++++ SOURCE MATERIAL ++++

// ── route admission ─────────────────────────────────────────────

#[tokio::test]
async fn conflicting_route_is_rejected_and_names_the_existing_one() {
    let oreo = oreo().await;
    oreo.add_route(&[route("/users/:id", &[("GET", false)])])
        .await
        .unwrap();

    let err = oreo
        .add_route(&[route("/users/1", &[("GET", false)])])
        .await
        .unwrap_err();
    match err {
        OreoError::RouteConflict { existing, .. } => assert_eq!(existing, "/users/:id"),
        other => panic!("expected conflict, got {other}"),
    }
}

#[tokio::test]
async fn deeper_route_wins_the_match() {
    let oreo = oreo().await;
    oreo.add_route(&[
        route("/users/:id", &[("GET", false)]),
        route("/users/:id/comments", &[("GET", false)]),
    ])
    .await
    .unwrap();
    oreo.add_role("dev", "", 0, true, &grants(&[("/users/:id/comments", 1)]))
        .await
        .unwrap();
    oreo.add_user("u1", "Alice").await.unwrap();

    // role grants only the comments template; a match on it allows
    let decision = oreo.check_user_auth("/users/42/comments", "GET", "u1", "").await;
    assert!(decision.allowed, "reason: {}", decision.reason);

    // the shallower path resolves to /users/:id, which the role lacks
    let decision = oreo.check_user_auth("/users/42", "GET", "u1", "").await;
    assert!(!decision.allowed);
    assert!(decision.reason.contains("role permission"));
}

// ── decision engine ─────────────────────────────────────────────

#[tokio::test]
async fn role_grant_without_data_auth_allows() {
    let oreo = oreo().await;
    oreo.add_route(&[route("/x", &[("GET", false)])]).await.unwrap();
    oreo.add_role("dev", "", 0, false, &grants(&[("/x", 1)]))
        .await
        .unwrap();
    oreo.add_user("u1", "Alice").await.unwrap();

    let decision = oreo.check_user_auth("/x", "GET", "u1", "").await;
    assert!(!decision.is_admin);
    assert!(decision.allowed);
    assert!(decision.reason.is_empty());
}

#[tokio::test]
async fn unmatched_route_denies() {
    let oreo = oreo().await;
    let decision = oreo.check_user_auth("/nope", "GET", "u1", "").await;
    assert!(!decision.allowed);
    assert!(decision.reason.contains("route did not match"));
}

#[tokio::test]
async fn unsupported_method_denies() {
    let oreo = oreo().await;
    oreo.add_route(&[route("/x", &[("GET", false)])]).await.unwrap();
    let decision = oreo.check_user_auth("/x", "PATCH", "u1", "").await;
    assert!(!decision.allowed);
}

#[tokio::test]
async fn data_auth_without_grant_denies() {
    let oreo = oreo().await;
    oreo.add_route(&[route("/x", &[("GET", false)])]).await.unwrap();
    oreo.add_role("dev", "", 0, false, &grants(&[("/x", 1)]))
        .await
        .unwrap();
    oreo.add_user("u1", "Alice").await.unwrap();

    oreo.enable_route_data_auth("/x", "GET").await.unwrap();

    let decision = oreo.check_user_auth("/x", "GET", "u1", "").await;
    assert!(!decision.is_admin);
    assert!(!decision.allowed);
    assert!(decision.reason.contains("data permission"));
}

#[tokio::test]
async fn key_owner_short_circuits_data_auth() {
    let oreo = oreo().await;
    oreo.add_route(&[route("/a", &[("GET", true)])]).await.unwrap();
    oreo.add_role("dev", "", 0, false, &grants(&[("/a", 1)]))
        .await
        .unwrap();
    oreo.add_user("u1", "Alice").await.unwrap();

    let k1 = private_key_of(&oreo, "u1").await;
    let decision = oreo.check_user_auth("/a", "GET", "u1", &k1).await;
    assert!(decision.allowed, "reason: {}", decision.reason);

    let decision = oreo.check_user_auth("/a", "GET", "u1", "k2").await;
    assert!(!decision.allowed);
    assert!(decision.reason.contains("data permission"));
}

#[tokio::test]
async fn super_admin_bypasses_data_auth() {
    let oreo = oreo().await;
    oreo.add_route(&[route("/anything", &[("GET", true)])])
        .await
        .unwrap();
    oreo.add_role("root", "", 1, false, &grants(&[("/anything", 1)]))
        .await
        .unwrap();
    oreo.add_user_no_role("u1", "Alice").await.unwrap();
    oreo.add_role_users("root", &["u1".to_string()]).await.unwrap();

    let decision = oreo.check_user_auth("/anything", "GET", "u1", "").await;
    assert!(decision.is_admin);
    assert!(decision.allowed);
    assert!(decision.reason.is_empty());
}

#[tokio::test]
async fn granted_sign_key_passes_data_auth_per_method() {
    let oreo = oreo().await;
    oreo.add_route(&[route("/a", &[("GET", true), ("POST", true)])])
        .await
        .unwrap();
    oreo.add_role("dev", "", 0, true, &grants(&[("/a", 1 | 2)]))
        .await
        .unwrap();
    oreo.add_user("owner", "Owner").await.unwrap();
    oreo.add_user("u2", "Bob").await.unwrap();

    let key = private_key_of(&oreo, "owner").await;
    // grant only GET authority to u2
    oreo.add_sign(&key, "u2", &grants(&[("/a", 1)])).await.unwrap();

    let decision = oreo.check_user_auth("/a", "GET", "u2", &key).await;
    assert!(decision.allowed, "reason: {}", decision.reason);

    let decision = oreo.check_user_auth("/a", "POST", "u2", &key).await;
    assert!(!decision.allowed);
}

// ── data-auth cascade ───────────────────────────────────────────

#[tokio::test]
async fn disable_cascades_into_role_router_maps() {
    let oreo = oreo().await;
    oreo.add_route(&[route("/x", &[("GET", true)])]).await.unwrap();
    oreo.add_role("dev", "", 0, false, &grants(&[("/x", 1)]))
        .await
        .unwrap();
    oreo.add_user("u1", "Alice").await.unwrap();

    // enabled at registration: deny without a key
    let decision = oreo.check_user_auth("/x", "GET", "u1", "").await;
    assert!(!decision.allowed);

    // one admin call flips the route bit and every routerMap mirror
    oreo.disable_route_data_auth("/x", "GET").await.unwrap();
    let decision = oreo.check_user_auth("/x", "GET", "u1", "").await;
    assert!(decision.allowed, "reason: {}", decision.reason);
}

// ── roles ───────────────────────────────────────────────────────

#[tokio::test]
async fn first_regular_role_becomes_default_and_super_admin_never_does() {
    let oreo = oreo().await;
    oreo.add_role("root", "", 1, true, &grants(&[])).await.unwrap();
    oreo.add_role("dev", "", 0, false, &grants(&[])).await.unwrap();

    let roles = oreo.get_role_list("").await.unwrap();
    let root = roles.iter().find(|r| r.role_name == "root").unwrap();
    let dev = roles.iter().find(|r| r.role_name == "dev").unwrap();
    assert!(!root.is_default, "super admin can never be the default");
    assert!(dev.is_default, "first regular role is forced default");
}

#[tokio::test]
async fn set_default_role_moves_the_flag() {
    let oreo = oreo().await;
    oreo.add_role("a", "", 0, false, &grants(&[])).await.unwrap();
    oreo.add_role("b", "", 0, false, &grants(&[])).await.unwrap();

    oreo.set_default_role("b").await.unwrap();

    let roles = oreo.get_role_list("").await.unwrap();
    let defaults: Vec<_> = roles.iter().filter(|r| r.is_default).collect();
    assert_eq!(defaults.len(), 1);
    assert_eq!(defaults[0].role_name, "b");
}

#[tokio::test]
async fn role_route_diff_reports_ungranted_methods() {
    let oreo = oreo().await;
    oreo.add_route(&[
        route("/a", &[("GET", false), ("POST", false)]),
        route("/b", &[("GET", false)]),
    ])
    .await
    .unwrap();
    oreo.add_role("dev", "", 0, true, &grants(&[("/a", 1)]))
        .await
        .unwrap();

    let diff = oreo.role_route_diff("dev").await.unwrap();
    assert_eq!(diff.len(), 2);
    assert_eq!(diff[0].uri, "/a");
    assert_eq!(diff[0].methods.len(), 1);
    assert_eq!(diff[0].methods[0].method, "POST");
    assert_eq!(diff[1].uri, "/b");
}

++++

- **ASSIGNMENT**:
Return every line holding the word "only" from the records.

- **YOUR RESPONSE**:
    // role grants only the comments template; a match on it allows
    // grant only GET authority to u2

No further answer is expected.